Abstract

This paper describes the soliton surfaces approach to the Oriented Associativity equation for n=3 case. The equation of associativity arose from the 2D topological field theory. We constructed the surface associated with the Oriented Associativity equation for n=3 case equations using Sym-Tafel formula, which gives a connection between the classical geometry of manifolds immersed in Rm and the theory of solitons. The so-called Sym-Tafel formula simplifies the explicit reconstruction of the surface from the knowledge of its fundamental forms, unifies various integrable nonlinearities and enables one to apply powerful methods of the soliton theory to geometrical problems. The soliton surfaces approach is very useful in construction of the so-called integrable geometries.
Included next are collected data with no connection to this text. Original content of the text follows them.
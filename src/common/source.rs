use std::{
    fs::File,
    io::Read,
    path::{Path, PathBuf},
    rc::Rc,
};

/// `Source` represents some literal source code,
/// whether an inline expression passed on the command line
/// or a file on disk. It's essentially a string with a path,
/// the path serving as the source's name. Sources without a
/// path point to `./source`.
#[derive(Debug, PartialEq, Eq)]
pub struct Source {
    pub contents: String,
    pub path: PathBuf,
}

impl Source {
    /// Creates a new `Source` given both an `&str` and a
    /// `Path`. Note that this function does not check that
    /// the contents of the file match the source.
    /// `Source::path` or `Source::source` should be used
    /// instead.
    pub fn new(source: &str, path: &Path) -> Rc<Source> {
        Rc::new(Source {
            contents: source.to_string(),
            path: path.to_owned(),
        })
    }

    /// Build a `Source` from a path.
    /// This will read a file to create a new source.
    pub fn path(path: &Path) -> std::io::Result<Rc<Source>> {
        let mut source = String::new();
        let mut file = File::open(path)?;
        file.read_to_string(&mut source)?;

        Ok(Source::new(&source, path))
    }

    /// Build a `Source` containing just a string.
    /// Note that this source will point towards `./source`.
    pub fn source(source: &str) -> Rc<Source> {
        Source::new(source, &PathBuf::from("./source"))
    }
}
use crate::{
    common::span::{Span, Spanned},
    compiler::syntax::{Note, Syntax},
    construct::{
        token::{Token, TokenKind, Tokens},
        tree::{Node, Program},
    },
};

/// Position of the parser within the token stream.
/// Owned by a single `Parser::parse` call and threaded by
/// mutable reference through every recursive `walk`,
/// so it only ever moves forward.
#[derive(Debug, Default, Clone, Copy, PartialEq, Eq)]
pub struct Cursor {
    index: usize,
}

impl Cursor {
    pub fn index(&self) -> usize {
        self.index
    }

    fn advance(&mut self) {
        self.index += 1;
    }
}

/// A recursive descent parser turning a flat token stream
/// into a `Program`. The tokens are never mutated;
/// all parsing state lives in the `Cursor`.
#[derive(Debug)]
pub struct Parser {
    tokens: Tokens,
    /// Points just past the last byte of the source,
    /// used to report running out of tokens.
    end: Span,
}

impl Parser {
    /// Parses a token stream into a `Program`,
    /// one top-level expression at a time,
    /// until every token has been consumed.
    pub fn parse(tokens: Spanned<Tokens>) -> Result<Program, Syntax> {
        let parser = Parser {
            end: tokens.span.tail(),
            tokens: tokens.item,
        };

        let mut cursor = Cursor::default();
        let mut body = vec![];

        while cursor.index() < parser.tokens.len() {
            body.push(parser.walk(&mut cursor, 0)?);
        }

        tracing::debug!(expressions = body.len(), "parsed program");
        Ok(Program::new(body))
    }

    /// Returns the token under the cursor, if any.
    fn peek(&self, cursor: &Cursor) -> Option<&Spanned<Token>> {
        self.tokens.get(cursor.index())
    }

    /// Parses exactly one expression starting at the cursor,
    /// leaving the cursor on the token right after it.
    /// `depth` counts the calls currently open around it.
    fn walk(&self, cursor: &mut Cursor, depth: usize) -> Result<Node, Syntax> {
        tracing::trace!(cursor = cursor.index(), depth, "walk");

        let token = self.peek(cursor).ok_or_else(|| {
            Syntax::parse("Expected an expression, found the end of input", &self.end)
        })?;

        let node = match token.item.kind {
            TokenKind::Number => Node::NumberLiteral(token.item.text.clone()),
            TokenKind::String => Node::StringLiteral(token.item.text.clone()),
            TokenKind::Paren if token.item.is_open() => {
                return self.call(cursor, depth, &token.span)
            },
            _ => {
                return Err(Syntax::parse(
                    &format!(
                        "Expected an expression, found {} at offset {}",
                        token.item.describe(),
                        token.span.offset(),
                    ),
                    &token.span,
                ))
            },
        };

        cursor.advance();
        Ok(node)
    }

    /// Parses a call, starting with the cursor on its
    /// opening parenthesis:
    /// ```plain
    /// (name argument ...)
    /// ```
    fn call(
        &self,
        cursor: &mut Cursor,
        depth: usize,
        open: &Span,
    ) -> Result<Node, Syntax> {
        cursor.advance();

        // the function's name must directly follow the paren
        let name = match self.peek(cursor) {
            Some(Spanned { item: Token { kind: TokenKind::Name, text }, .. }) => {
                text.clone()
            },
            Some(other) => {
                return Err(Syntax::parse(
                    &format!(
                        "Expected a name after `(`, found {} at offset {}",
                        other.item.describe(),
                        other.span.offset(),
                    ),
                    &other.span,
                )
                .hint("a call starts with the name of the function being called"))
            },
            None => return Err(self.unclosed(open)),
        };
        cursor.advance();

        // collect arguments until the matching close paren
        let mut arguments = vec![];
        loop {
            match self.peek(cursor) {
                Some(token) if token.item.is_close() => break,
                Some(_) => arguments.push(self.walk(cursor, depth + 1)?),
                None => return Err(self.unclosed(open)),
            }
        }
        cursor.advance();

        Ok(Node::Call { name, arguments })
    }

    /// The error for running out of tokens inside a call.
    fn unclosed(&self, open: &Span) -> Syntax {
        Syntax::unmatched(
            &format!(
                "Unexpected end of input at offset {}, expected `)`",
                self.end.offset(),
            ),
            &self.end,
        )
        .add_note(Note::new_with_hint(
            "this call is never closed",
            &Span::combine(open, &self.end),
        ))
    }
}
Indeed, any class of soliton surfaces is integrable. Geometrical objects associated with soliton surfaces (tangent vectors, normal vectors, foliations by curves etc.) usually can be identified with solutions to some nonlinear models (spins, chiral models, strings, vortices etc.). We consider the geometry of surfaces immersed in Euclidean spaces. The Oriented Associativity equation plays a fundamental role in the theory of integrable systems. Such soliton surfaces for the Oriented Associativity equation for n=3 case are considered, and first and second fundamental forms of soliton surfaces are found for this case. Also, we study an area of surfaces for the Oriented Associativity equation for n=3 case.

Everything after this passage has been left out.